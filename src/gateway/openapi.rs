//! OpenAPI / Swagger UI Documentation
//!
//! - Swagger UI: `http://localhost:3000/docs`
//! - OpenAPI JSON: `http://localhost:3000/api-docs/openapi.json`

use utoipa::OpenApi;

use crate::gateway::handlers::HealthResponse;
use crate::gateway::types::{CreateProductRequest, ErrorResponse, PlaceOrderRequest};
use crate::order::ProductRecord;

#[derive(OpenApi)]
#[openapi(
    info(
        title = "Stock Service API",
        version = "0.1.0",
        description = "Create products and place stock-checked orders.",
        license(name = "MIT")
    ),
    servers(
        (url = "http://localhost:3000", description = "Development"),
    ),
    paths(
        crate::gateway::handlers::health::health_check,
        crate::gateway::handlers::product::create_product,
        crate::gateway::handlers::order::place_order,
    ),
    components(
        schemas(
            ProductRecord,
            CreateProductRequest,
            PlaceOrderRequest,
            ErrorResponse,
            HealthResponse,
        )
    ),
    tags(
        (name = "Products", description = "Product creation"),
        (name = "Orders", description = "Order placement against product stock"),
        (name = "System", description = "Health check"),
    )
)]
pub struct ApiDoc;
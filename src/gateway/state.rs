use crate::db::Database;
use crate::order::OrderService;

/// Shared by every handler
pub struct AppState {
    pub order_service: OrderService,
    /// Absent when running on the in-memory store
    pub pg_db: Option<Database>,
}

impl AppState {
    pub fn new(order_service: OrderService, pg_db: Option<Database>) -> Self {
        Self {
            order_service,
            pg_db,
        }
    }
}
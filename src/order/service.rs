//! Order Service - input checks and logging around a [`ProductStore`]
//!
//! Handlers stay thin HTTP adapters; everything that decides an outcome
//! lives here or in the store.

use std::sync::Arc;

use tracing::{error, info};

use super::error::OrderError;
use super::models::{NewProduct, ProductRecord};
use super::store::ProductStore;

#[derive(Clone)]
pub struct OrderService {
    store: Arc<dyn ProductStore>,
}

impl OrderService {
    pub fn new(store: Arc<dyn ProductStore>) -> Self {
        Self { store }
    }

    pub fn store_name(&self) -> &'static str {
        self.store.name()
    }

    /// Insert a product row
    pub async fn create_product(&self, product: NewProduct) -> Result<ProductRecord, OrderError> {
        if product.stock < 0 {
            return Err(OrderError::InvalidParameter(
                "stock must not be negative".to_string(),
            ));
        }

        info!(sku = %product.sku, stock = product.stock, "create product");
        let result = self.store.create_product(product).await;
        match &result {
            Ok(record) => info!(order_id = record.order_id, "product created"),
            Err(e) => log_failure("create product", e),
        }
        result
    }

    /// Decrement `stock` of row `order_id` by `qty`
    pub async fn place_order(&self, order_id: i32, qty: i32) -> Result<ProductRecord, OrderError> {
        if qty <= 0 {
            return Err(OrderError::InvalidParameter(
                "qty must be positive".to_string(),
            ));
        }

        info!(order_id, qty, "place order");
        let result = self.store.place_order(order_id, qty).await;
        match &result {
            Ok(record) => info!(order_id, stock = record.stock, "order placed"),
            Err(e) => log_failure("place order", e),
        }
        result
    }

    pub async fn get_product(&self, order_id: i32) -> Result<Option<ProductRecord>, OrderError> {
        self.store.get_product(order_id).await
    }
}

fn log_failure(op: &str, e: &OrderError) {
    if e.is_rejection() {
        info!(op, reason = %e, "rejected");
    } else {
        error!(op, error = %e, "failed, transaction rolled back");
    }
}
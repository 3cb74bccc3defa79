use std::process::Command;

fn git(args: &[&str]) -> Option<std::process::Output> {
    Command::new("git").args(args).output().ok()
}

fn main() {
    let hash = git(&["rev-parse", "--short", "HEAD"])
        .filter(|o| o.status.success())
        .map(|o| String::from_utf8_lossy(&o.stdout).trim().to_string());

    let version = match hash {
        Some(hash) => {
            let dirty = git(&["diff", "--quiet"])
                .map(|o| !o.status.success())
                .unwrap_or(false);
            if dirty { format!("{}-dirty", hash) } else { hash }
        }
        None => format!("v{}", env!("CARGO_PKG_VERSION")),
    };

    println!("cargo:rustc-env=GIT_HASH={}", version);
    println!("cargo:rerun-if-changed=.git/HEAD");
    println!("cargo:rerun-if-changed=.git/refs/heads");
}
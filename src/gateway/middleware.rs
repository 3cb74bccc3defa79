use std::time::Instant;

use axum::{body::Body, http::Request, middleware::Next, response::Response};

/// One log line per request: method, path, status, latency.
pub async fn log_requests(request: Request<Body>, next: Next) -> Response {
    let method = request.method().clone();
    let path = request.uri().path().to_owned();
    let started = Instant::now();

    let response = next.run(request).await;

    tracing::info!(
        method = %method,
        path = %path,
        status = response.status().as_u16(),
        latency_ms = started.elapsed().as_millis() as u64,
        "request"
    );
    response
}
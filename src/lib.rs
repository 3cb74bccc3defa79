//! stock_service - product stock and order placement over HTTP
//!
//! # Modules
//!
//! - [`config`] - YAML configuration
//! - [`logging`] - tracing subscriber setup
//! - [`db`] - PostgreSQL pool, health check, schema
//! - [`order`] - Product rows, stock check, stores, service
//! - [`gateway`] - axum router and handlers

pub mod config;
pub mod db;
pub mod gateway;
pub mod logging;
pub mod order;

/// Git hash of the build, set by `build.rs`
pub const VERSION: &str = env!("GIT_HASH");

pub use config::{AppConfig, StorageBackend};
pub use db::Database;
pub use gateway::{build_router, run_server, state::AppState};
pub use order::{
    MemoryProductStore, NewProduct, OrderError, OrderService, PgProductStore, ProductRecord,
    ProductStore,
};
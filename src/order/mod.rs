//! Product stock and order placement
//!
//! A single `orders` table holds one row per product. Creating a product
//! inserts a row; placing an order decrements that row's `stock` inside one
//! transaction, after checking availability with [`check_stock`].

pub mod error;
pub mod memory;
pub mod models;
pub mod postgres;
pub mod service;
pub mod stock;
pub mod store;

pub use error::OrderError;
pub use memory::MemoryProductStore;
pub use models::{NewProduct, ProductRecord};
pub use postgres::PgProductStore;
pub use service::OrderService;
pub use stock::check_stock;
pub use store::ProductStore;
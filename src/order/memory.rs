//! In-memory product store
//!
//! Serializes every operation behind one mutex, so a check and its update
//! can never interleave with another order on the same row.

use std::collections::BTreeMap;
use std::sync::atomic::{AtomicBool, Ordering};

use async_trait::async_trait;
use tokio::sync::Mutex;
use tracing::debug;

use super::error::OrderError;
use super::models::{NewProduct, ProductRecord};
use super::stock::check_stock;
use super::store::ProductStore;

#[derive(Default)]
struct Inner {
    last_id: i32,
    rows: BTreeMap<i32, ProductRecord>,
}

#[derive(Default)]
pub struct MemoryProductStore {
    inner: Mutex<Inner>,
    fail_writes: AtomicBool,
}

impl MemoryProductStore {
    pub fn new() -> Self {
        Self::default()
    }

    /// Make every subsequent write fail after its checks have passed, the way
    /// a dropped connection would fail mid-transaction.
    #[cfg(any(test, feature = "fault-injection"))]
    pub fn fail_writes(&self, fail: bool) {
        self.fail_writes.store(fail, Ordering::SeqCst);
    }

    fn check_write(&self) -> Result<(), OrderError> {
        if self.fail_writes.load(Ordering::SeqCst) {
            return Err(OrderError::Database(sqlx::Error::Protocol(
                "simulated write failure".to_string(),
            )));
        }
        Ok(())
    }
}

#[async_trait]
impl ProductStore for MemoryProductStore {
    fn name(&self) -> &'static str {
        "memory"
    }

    async fn create_product(&self, product: NewProduct) -> Result<ProductRecord, OrderError> {
        if product.stock < 0 {
            return Err(OrderError::InvalidParameter(
                "stock must not be negative".to_string(),
            ));
        }

        let mut inner = self.inner.lock().await;
        self.check_write()?;

        inner.last_id += 1;
        let record = product.into_record(inner.last_id);
        inner.rows.insert(record.order_id, record.clone());
        debug!(order_id = record.order_id, "memory insert");
        Ok(record)
    }

    async fn place_order(&self, order_id: i32, qty: i32) -> Result<ProductRecord, OrderError> {
        let mut inner = self.inner.lock().await;

        let stock = inner.rows.get(&order_id).map(|r| r.stock);
        let new_stock = check_stock(stock, qty)?;
        self.check_write()?;

        let Some(row) = inner.rows.get_mut(&order_id) else {
            return Err(OrderError::OutOfStock);
        };
        row.stock = new_stock;
        debug!(order_id, new_stock, "memory update");
        Ok(row.clone())
    }

    async fn get_product(&self, order_id: i32) -> Result<Option<ProductRecord>, OrderError> {
        Ok(self.inner.lock().await.rows.get(&order_id).cloned())
    }
}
───
▸ **Action item**
Count the lines above in which the word "SeqCst" appears, then state only that count.

▸ **Answer section**
2